→ **INSTRUCTIONS FOR THE TASK**:
Your answer should be the lines below from the one with "for attempt in" to the one with "let incidents = app.state.monitor.incidents(None).unwrap();", both included, given again exactly and with nothing added.

[[ AVAILABLE RECORDS, beginning ]]

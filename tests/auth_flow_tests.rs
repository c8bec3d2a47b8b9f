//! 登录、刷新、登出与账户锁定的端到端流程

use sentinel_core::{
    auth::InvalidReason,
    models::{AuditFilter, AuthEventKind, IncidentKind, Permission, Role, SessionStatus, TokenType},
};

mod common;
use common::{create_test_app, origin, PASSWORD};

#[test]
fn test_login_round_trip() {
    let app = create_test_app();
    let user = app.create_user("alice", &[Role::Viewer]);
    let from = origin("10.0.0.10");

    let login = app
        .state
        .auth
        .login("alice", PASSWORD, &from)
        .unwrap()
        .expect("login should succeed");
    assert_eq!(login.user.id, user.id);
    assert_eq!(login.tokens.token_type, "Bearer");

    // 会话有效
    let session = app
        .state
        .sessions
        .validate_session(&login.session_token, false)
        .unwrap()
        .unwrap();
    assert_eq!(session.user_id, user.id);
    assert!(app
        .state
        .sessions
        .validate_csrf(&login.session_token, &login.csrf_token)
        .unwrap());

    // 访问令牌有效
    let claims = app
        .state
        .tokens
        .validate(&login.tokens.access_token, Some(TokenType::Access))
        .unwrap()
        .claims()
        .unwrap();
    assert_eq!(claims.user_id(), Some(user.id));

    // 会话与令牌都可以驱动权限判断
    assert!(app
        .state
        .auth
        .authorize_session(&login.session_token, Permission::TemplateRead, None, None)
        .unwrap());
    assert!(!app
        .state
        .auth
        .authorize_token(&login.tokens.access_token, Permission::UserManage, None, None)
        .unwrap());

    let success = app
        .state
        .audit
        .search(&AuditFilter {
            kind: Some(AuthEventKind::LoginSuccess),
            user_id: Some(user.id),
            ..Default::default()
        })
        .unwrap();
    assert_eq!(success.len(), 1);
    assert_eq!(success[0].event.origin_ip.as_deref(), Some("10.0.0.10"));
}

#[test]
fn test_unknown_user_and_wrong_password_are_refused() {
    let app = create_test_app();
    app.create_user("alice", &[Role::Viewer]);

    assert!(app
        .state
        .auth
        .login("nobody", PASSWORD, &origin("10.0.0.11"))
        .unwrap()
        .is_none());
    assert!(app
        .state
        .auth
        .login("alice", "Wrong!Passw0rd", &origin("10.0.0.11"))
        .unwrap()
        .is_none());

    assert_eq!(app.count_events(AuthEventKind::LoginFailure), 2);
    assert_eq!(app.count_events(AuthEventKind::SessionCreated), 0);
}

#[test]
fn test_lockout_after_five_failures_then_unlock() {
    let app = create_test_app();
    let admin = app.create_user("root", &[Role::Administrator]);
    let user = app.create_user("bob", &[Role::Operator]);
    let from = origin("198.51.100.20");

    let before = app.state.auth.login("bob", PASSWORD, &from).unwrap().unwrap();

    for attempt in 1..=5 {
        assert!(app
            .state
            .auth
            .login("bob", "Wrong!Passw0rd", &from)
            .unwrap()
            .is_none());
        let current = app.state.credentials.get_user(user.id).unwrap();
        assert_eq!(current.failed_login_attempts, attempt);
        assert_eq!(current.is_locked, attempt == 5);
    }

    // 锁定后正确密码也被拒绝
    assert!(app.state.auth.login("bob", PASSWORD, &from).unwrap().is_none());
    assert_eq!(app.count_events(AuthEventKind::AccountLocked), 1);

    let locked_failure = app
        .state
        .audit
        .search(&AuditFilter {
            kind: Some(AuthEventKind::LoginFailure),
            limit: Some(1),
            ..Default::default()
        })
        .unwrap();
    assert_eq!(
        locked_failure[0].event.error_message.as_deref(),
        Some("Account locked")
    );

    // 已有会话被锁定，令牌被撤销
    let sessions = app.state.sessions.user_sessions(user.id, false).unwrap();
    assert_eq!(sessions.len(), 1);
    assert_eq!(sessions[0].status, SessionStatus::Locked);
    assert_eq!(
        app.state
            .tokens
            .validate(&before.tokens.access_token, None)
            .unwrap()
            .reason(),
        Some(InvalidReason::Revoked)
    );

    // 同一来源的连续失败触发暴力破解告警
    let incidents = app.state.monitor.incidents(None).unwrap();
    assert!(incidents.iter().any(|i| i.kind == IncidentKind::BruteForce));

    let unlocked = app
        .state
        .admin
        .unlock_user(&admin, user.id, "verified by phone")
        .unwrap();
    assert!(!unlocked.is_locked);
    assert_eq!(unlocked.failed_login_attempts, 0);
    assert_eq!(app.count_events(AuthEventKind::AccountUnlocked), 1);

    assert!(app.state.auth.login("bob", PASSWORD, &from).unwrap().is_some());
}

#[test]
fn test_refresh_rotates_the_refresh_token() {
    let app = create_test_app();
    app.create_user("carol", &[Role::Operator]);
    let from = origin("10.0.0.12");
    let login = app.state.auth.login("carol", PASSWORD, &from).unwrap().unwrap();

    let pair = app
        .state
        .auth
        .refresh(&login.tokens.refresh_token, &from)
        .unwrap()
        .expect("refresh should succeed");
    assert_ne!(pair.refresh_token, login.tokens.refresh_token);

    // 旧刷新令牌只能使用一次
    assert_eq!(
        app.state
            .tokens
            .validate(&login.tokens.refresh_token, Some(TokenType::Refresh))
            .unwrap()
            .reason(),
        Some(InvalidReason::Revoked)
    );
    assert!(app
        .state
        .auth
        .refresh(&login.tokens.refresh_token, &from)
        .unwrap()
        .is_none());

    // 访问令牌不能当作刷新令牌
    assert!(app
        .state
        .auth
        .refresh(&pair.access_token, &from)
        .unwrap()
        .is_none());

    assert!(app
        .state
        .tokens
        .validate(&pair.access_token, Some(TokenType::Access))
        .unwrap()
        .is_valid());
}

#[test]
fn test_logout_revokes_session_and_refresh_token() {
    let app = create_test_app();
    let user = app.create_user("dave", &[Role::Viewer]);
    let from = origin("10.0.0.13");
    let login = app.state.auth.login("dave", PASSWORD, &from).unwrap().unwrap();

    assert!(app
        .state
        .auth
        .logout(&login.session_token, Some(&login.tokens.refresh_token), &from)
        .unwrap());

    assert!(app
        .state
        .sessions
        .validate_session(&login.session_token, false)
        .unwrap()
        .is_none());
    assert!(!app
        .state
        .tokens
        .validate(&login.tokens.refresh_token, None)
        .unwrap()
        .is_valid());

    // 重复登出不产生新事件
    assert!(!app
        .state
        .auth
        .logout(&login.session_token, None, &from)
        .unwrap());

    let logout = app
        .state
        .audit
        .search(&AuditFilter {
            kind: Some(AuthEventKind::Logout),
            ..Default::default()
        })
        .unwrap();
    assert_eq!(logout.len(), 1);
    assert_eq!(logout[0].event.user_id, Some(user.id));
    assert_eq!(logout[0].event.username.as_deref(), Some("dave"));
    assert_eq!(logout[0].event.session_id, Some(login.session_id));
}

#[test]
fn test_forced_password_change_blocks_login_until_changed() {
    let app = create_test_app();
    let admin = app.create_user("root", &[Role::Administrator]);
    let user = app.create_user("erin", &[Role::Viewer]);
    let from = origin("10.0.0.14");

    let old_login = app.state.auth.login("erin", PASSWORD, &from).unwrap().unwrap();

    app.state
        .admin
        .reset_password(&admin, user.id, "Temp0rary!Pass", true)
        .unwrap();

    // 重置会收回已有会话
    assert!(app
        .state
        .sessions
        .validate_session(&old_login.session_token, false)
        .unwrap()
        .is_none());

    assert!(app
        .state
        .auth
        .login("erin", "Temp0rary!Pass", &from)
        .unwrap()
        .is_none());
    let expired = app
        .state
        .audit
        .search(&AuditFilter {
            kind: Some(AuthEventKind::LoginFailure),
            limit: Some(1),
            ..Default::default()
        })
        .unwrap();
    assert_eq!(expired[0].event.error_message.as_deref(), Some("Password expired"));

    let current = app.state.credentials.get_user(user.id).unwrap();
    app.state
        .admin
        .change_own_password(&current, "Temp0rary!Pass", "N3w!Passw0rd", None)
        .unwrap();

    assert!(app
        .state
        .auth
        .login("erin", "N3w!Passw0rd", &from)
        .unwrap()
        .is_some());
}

[[ AVAILABLE RECORDS, end ]]

→ **ANSWER TO THIS EXERCISE**:
    for attempt in 1..=5 {
        assert!(app
            .state
            .auth
            .login("bob", "Wrong!Passw0rd", &from)
            .unwrap()
            .is_none());
        let current = app.state.credentials.get_user(user.id).unwrap();
        assert_eq!(current.failed_login_attempts, attempt);
        assert_eq!(current.is_locked, attempt == 5);
    }

    // 锁定后正确密码也被拒绝
    assert!(app.state.auth.login("bob", PASSWORD, &from).unwrap().is_none());
    assert_eq!(app.count_events(AuthEventKind::AccountLocked), 1);

    let locked_failure = app
        .state
        .audit
        .search(&AuditFilter {
            kind: Some(AuthEventKind::LoginFailure),
            limit: Some(1),
            ..Default::default()
        })
        .unwrap();
    assert_eq!(
        locked_failure[0].event.error_message.as_deref(),
        Some("Account locked")
    );

    // 已有会话被锁定，令牌被撤销
    let sessions = app.state.sessions.user_sessions(user.id, false).unwrap();
    assert_eq!(sessions.len(), 1);
    assert_eq!(sessions[0].status, SessionStatus::Locked);
    assert_eq!(
        app.state
            .tokens
            .validate(&before.tokens.access_token, None)
            .unwrap()
            .reason(),
        Some(InvalidReason::Revoked)
    );

    // 同一来源的连续失败触发暴力破解告警
    let incidents = app.state.monitor.incidents(None).unwrap();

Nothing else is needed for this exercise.